# Exercise prompt:
Lines from the beginning of the entries up to and including the one with "let (class_part, method)" must be duplicated word for word; leave out all others.

Stored items:
+--
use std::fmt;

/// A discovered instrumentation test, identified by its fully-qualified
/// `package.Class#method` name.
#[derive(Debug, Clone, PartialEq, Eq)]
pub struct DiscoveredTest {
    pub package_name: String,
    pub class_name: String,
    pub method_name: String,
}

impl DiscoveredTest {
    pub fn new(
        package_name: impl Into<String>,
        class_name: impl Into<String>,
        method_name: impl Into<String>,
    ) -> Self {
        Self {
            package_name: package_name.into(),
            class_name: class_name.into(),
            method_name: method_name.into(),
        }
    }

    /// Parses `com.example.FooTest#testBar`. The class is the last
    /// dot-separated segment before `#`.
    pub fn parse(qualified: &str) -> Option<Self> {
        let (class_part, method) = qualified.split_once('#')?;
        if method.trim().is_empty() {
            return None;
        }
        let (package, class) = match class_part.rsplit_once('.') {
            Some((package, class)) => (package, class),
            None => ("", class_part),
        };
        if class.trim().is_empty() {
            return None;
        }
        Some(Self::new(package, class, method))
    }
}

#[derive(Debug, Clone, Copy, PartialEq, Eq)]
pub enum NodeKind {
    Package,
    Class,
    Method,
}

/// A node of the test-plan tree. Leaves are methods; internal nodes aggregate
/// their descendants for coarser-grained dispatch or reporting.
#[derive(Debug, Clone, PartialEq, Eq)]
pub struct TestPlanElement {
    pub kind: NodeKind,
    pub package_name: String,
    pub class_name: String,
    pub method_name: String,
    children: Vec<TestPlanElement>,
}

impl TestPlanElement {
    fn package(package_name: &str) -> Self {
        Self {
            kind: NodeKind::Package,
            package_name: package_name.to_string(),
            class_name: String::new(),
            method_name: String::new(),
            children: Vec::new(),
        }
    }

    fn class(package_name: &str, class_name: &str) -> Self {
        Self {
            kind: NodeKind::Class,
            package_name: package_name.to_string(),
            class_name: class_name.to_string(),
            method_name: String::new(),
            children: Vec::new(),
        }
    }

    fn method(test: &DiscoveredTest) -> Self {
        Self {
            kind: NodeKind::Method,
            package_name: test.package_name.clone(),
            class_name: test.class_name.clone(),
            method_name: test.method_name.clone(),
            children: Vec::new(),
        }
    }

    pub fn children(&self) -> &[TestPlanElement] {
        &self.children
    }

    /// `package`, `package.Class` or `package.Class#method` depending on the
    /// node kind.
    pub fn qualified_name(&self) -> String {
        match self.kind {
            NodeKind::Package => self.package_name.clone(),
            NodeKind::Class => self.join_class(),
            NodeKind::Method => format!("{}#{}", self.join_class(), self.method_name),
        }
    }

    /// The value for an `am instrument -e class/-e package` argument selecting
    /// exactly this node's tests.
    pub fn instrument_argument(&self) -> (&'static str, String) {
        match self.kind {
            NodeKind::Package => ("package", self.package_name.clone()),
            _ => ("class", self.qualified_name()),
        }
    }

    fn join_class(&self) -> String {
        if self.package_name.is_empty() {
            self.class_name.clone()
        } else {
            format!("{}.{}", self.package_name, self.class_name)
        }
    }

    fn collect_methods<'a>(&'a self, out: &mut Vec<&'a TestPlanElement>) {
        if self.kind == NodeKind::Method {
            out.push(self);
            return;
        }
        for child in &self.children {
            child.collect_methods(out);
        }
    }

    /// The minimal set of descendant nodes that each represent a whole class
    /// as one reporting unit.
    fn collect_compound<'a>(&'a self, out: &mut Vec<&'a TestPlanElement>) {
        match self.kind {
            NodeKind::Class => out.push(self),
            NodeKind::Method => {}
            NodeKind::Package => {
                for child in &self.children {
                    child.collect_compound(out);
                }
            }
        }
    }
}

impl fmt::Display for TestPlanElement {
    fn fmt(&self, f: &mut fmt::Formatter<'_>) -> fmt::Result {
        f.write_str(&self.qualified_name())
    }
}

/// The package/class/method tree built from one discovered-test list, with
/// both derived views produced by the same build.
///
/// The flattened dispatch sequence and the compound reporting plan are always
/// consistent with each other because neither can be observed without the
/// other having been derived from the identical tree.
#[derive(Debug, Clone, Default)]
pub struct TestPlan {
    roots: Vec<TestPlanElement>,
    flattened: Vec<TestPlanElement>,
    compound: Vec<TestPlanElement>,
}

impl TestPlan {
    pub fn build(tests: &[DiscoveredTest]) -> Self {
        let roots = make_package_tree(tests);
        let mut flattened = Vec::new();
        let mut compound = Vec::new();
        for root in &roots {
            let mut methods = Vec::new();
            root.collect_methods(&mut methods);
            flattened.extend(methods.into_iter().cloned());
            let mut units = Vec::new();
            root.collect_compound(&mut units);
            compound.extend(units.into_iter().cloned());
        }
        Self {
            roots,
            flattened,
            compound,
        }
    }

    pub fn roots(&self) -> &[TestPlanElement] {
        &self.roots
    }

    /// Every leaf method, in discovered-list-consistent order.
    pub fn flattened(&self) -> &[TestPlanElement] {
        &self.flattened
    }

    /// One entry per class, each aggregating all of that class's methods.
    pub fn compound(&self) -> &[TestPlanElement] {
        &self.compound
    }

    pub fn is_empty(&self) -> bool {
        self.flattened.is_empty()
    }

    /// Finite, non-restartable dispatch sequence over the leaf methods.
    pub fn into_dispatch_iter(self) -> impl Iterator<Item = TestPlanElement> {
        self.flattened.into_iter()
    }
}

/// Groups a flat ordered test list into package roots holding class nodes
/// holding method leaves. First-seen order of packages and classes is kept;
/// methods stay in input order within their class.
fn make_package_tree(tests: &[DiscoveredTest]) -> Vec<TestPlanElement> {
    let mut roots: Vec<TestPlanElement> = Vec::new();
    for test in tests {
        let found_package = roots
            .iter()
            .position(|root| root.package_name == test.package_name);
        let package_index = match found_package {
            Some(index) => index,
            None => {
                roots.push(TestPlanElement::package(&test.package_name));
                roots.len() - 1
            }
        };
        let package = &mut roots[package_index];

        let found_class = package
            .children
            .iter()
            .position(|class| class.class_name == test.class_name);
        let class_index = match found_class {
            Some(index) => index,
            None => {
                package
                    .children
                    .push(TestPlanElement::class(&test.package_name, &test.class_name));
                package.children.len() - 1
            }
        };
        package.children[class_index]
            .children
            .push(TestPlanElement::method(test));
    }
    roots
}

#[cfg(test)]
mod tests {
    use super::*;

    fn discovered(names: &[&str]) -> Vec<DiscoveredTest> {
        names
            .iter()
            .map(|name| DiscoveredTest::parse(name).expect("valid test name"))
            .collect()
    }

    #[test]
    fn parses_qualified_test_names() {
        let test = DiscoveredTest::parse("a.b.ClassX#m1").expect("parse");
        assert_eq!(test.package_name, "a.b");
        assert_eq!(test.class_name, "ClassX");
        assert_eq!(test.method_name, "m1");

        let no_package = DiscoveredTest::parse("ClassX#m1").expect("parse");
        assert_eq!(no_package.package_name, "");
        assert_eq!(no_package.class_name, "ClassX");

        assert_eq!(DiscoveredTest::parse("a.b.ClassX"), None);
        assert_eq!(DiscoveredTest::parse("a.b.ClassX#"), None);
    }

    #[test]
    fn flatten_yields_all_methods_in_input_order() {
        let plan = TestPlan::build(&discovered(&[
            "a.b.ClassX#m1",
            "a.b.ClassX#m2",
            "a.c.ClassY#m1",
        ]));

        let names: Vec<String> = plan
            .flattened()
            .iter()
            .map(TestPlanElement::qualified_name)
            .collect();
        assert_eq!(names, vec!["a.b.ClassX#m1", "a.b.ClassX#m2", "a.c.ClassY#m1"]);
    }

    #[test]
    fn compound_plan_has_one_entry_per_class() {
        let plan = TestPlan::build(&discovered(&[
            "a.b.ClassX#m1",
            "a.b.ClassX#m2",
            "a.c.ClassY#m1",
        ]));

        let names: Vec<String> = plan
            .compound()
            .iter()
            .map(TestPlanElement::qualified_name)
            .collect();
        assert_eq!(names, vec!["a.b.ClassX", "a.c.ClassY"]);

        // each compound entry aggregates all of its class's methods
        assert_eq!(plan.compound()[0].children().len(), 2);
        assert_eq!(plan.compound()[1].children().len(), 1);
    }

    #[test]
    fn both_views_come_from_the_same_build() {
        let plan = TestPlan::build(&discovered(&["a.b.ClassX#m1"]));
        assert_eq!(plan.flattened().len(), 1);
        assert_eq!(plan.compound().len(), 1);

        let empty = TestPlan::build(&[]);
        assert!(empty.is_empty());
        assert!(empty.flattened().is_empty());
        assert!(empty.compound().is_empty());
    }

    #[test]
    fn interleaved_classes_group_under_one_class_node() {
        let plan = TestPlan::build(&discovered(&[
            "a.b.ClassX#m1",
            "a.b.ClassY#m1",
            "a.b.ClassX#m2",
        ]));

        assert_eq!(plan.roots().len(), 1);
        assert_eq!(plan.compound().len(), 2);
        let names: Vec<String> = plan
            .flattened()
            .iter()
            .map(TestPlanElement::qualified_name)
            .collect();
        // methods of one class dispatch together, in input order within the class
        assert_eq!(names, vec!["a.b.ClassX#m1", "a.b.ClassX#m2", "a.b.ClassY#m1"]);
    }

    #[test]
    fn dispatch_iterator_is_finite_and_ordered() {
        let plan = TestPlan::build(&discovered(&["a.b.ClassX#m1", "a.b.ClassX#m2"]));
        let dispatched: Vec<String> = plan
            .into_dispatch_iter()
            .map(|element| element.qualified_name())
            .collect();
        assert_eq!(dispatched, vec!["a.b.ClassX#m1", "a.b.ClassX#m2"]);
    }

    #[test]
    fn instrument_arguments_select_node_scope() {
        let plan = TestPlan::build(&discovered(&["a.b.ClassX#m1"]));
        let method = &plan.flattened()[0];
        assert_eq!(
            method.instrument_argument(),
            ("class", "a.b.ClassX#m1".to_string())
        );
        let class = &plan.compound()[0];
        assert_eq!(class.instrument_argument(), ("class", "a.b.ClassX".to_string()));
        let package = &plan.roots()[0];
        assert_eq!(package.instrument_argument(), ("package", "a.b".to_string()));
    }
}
+--
# Response to this exercise:
use std::fmt;

/// A discovered instrumentation test, identified by its fully-qualified
/// `package.Class#method` name.
#[derive(Debug, Clone, PartialEq, Eq)]
pub struct DiscoveredTest {
    pub package_name: String,
    pub class_name: String,
    pub method_name: String,
}

impl DiscoveredTest {
    pub fn new(
        package_name: impl Into<String>,
        class_name: impl Into<String>,
        method_name: impl Into<String>,
    ) -> Self {
        Self {
            package_name: package_name.into(),
            class_name: class_name.into(),
            method_name: method_name.into(),
        }
    }

    /// Parses `com.example.FooTest#testBar`. The class is the last
    /// dot-separated segment before `#`.
    pub fn parse(qualified: &str) -> Option<Self> {
        let (class_part, method) = qualified.split_once('#')?;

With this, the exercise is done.